In the patent count, an amended complaint reduced the number of patents in issue to two. Both were applied for and issued to Joseph Grashow of Brooklyn, New York. The first is Patent No. 2,509,563, application for filed March 3, 1948, issued May 30, 1950, subject: Automobile Antenna. The second is Patent No. 2,917,743, filed for February 21, 1957, issued December 15, 1959, subject: Automobile Antenna Apparatus (Pl. Ex. 3). Plaintiff Quick Mount Manufacturing Co. (Quick Mount) is the owner of the patents by assignment. In April, 1960, when the original complaint was first filed—and thereafter it should be noted pretrial activity in various phases extended over a period of more than four years—Plaintiff General Bronze by agreement with Quick Mount was an exclusive licensee under the patents but is now a non-exclusive licensee. These plaintiffs have their own private quarrel about payment of royalties on several antennas concerning their adaptability for top mounting, but that disagreement is of little concern here. The defendants have counterclaimed for a declaratory judgment that the named patents are invalid and not infringed. The particular defenses to Patent 2,509,563 are: (1) lack of invention; (2) non-infringement in regard to defendants' free-floating slidable rocker; in the alternative lack of novelty if such device is held as infringement; and (3) laches and estoppel. To Patent 2,917,743 the defenses are lack of invention and novelty.
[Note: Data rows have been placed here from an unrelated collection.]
//! Train and eval rows emitted by the training loop, plus sinks that consume them.
//!
//! Rows are written as JSONL by [`MetricsRecorder`] and kept in memory by
//! [`MetricsHistory`]. Every row can be flattened to a `name -> f64` map for
//! plotting or comparing runs.

use std::{
    collections::BTreeMap,
    fs::{File, OpenOptions},
    io::{BufRead, BufReader, BufWriter, Write},
    path::{Path, PathBuf},
};

use anyhow::Context;
use serde::{Deserialize, Serialize};

/// Perplexity is reported as `PPLX_BASE^loss` with this truncated base.
pub const PPLX_BASE: f64 = 2.71828;

pub fn calc_pplx(loss: f64) -> f64 {
    PPLX_BASE.powf(loss)
}

#[derive(Debug, Clone, PartialEq, Serialize, Deserialize)]
pub struct TrainStats {
    pub step: u32,
    pub train_loss: f64,
    pub train_acc: f64,
    pub train_pplx: f64,
    /// Global L2 gradient norm at the most recent resample, if one has happened.
    #[serde(default, skip_serializing_if = "Option::is_none")]
    pub grad_norm: Option<f64>,
    pub accumulation_estimate: f64,
    pub accumulation_depth: usize,
    pub lr: f64,
    /// Decay-bucket weight decay used by this step's update.
    pub weight_decay: f64,
    pub tokens_seen: u64,
    pub epoch: f64,
    pub batch_size: usize,
    pub sequence_length: usize,
    pub t_secs: f64,
}

#[derive(Debug, Clone, PartialEq, Serialize, Deserialize)]
pub struct EvalStats {
    pub step: u32,
    pub val_loss: f64,
    pub val_acc: f64,
    pub val_pplx: f64,
    pub tokens_seen: u64,
    pub epoch: f64,
    pub batch_size: usize,
    pub sequence_length: usize,
    pub t_secs: f64,
}

#[derive(Debug, Clone, PartialEq, Serialize, Deserialize)]
#[serde(tag = "kind", rename_all = "snake_case")]
pub enum MetricsRecord {
    Train(TrainStats),
    Eval(EvalStats),
}

impl MetricsRecord {
    pub fn step(&self) -> u32 {
        match self {
            MetricsRecord::Train(stats) => stats.step,
            MetricsRecord::Eval(stats) => stats.step,
        }
    }

    /// Every numeric field keyed by its name. Missing optional fields are left out.
    pub fn to_flat(&self) -> BTreeMap<String, f64> {
        let value = match self {
            MetricsRecord::Train(stats) => serde_json::to_value(stats),
            MetricsRecord::Eval(stats) => serde_json::to_value(stats),
        };
        let Ok(serde_json::Value::Object(fields)) = value else {
            return BTreeMap::new();
        };
        fields
            .into_iter()
            .filter_map(|(name, value)| value.as_f64().map(|v| (name, v)))
            .collect()
    }
}

impl From<TrainStats> for MetricsRecord {
    fn from(stats: TrainStats) -> Self {
        MetricsRecord::Train(stats)
    }
}

impl From<EvalStats> for MetricsRecord {
    fn from(stats: EvalStats) -> Self {
        MetricsRecord::Eval(stats)
    }
}

pub trait MetricsSink {
    fn record(&mut self, record: &MetricsRecord) -> anyhow::Result<()>;
}

impl<S: MetricsSink + ?Sized> MetricsSink for &mut S {
    fn record(&mut self, record: &MetricsRecord) -> anyhow::Result<()> {
        (**self).record(record)
    }
}

/// Discards every row.
#[derive(Debug, Default, Clone, Copy)]
pub struct NoopSink;

impl MetricsSink for NoopSink {
    fn record(&mut self, _record: &MetricsRecord) -> anyhow::Result<()> {
        Ok(())
    }
}

#[derive(Debug, Default, Clone, PartialEq, Serialize, Deserialize)]
pub struct MetricsHistory {
    pub train: Vec<TrainStats>,
    pub eval: Vec<EvalStats>,
}

impl MetricsHistory {
    pub fn last_train(&self) -> Option<&TrainStats> {
        self.train.last()
    }

    pub fn last_eval(&self) -> Option<&EvalStats> {
        self.eval.last()
    }

    pub fn is_empty(&self) -> bool {
        self.train.is_empty() && self.eval.is_empty()
    }
}

impl MetricsSink for MetricsHistory {
    fn record(&mut self, record: &MetricsRecord) -> anyhow::Result<()> {
        match record {
            MetricsRecord::Train(stats) => self.train.push(stats.clone()),
            MetricsRecord::Eval(stats) => self.eval.push(stats.clone()),
        }
        Ok(())
    }
}

/// Recorder that appends rows to a JSONL file
pub struct MetricsRecorder {
    output_path: PathBuf,
    writer: BufWriter<File>,
    records_written: u32,
}

impl MetricsRecorder {
    pub fn new(output_path: impl Into<PathBuf>) -> anyhow::Result<Self> {
        let output_path = output_path.into();
        let file = OpenOptions::new()
            .create(true)
            .append(true)
            .open(&output_path)
            .with_context(|| format!("opening metrics file {}", output_path.display()))?;
        Ok(Self {
            output_path,
            writer: BufWriter::new(file),
            records_written: 0,
        })
    }

    /// Writes an arbitrary serializable header line, e.g. the run configuration.
    pub fn write_header<T: Serialize>(&mut self, header: &T) -> anyhow::Result<()> {
        let json = serde_json::to_string(header)?;
        writeln!(self.writer, "{json}")?;
        self.writer.flush()?;
        Ok(())
    }

    pub fn records_written(&self) -> u32 {
        self.records_written
    }

    pub fn output_path(&self) -> &Path {
        &self.output_path
    }

    pub fn flush(&mut self) -> std::io::Result<()> {
        self.writer.flush()
    }
}

impl MetricsSink for MetricsRecorder {
    fn record(&mut self, record: &MetricsRecord) -> anyhow::Result<()> {
        let json = serde_json::to_string(record)?;
        writeln!(self.writer, "{json}")?;
        self.writer.flush()?;
        self.records_written += 1;
        Ok(())
    }
}

impl Drop for MetricsRecorder {
    fn drop(&mut self) {
        let _ = self.flush();
    }
}

/// Load train and eval rows from a JSONL file, skipping lines that are not rows
/// (such as a configuration header).
pub fn load_metrics(path: impl AsRef<Path>) -> anyhow::Result<Vec<MetricsRecord>> {
    let path = path.as_ref();
    let file =
        File::open(path).with_context(|| format!("opening metrics file {}", path.display()))?;
    let mut records = Vec::new();

    for line in BufReader::new(file).lines() {
        let line = line?;
        if line.trim().is_empty() {
            continue;
        }
        if let Ok(record) = serde_json::from_str::<MetricsRecord>(&line) {
            records.push(record);
        }
    }

    Ok(records)
}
The defense in the unfair competition claim is that the specified small parts assembly developed and added to the so-called top mount disappearing antenna of Brach in 1957 were not secret at all, and also were known to the public independently for similar and obvious uses and purposes they served on the antenna.

II The Unfair Competition Claim

The evidence in respect to this serious and unpleasant charge, the second cause of action in the amended complaint, must be separated from that to be weighed in relation to the patent issues. This task is not too easy because there is an overlapping and spilling over in the proof and the legal arguments addressed to such from one phase of this claim into the other patent one. The lawyers agree by cautioning in their briefing several times the ease with which confusion can be created. The plaintiffs' counsel mince no words in strong statement that attempt I think at times to wrap together for consideration on the varied claims the alleged derelictions of the defendants. It is that defendants, Cejka and Ward, after Cejka left the employ of Brach in November 1957, not only pirated the unpatented cap-cork-pad electrical combination claimed to have been developed by employees of Brach in confidence and secret in 1956-1957, but also that Cejka and Ward when they manufactured and sold their "top mount disappearing" antennas in 1958 deliberately also used the patent combination of the "top mount disappearing" antenna as claimed in the Grashow second patent 2,917,743, (Pl. Ex. 3), and additionally used the "top mount cowl" antenna features...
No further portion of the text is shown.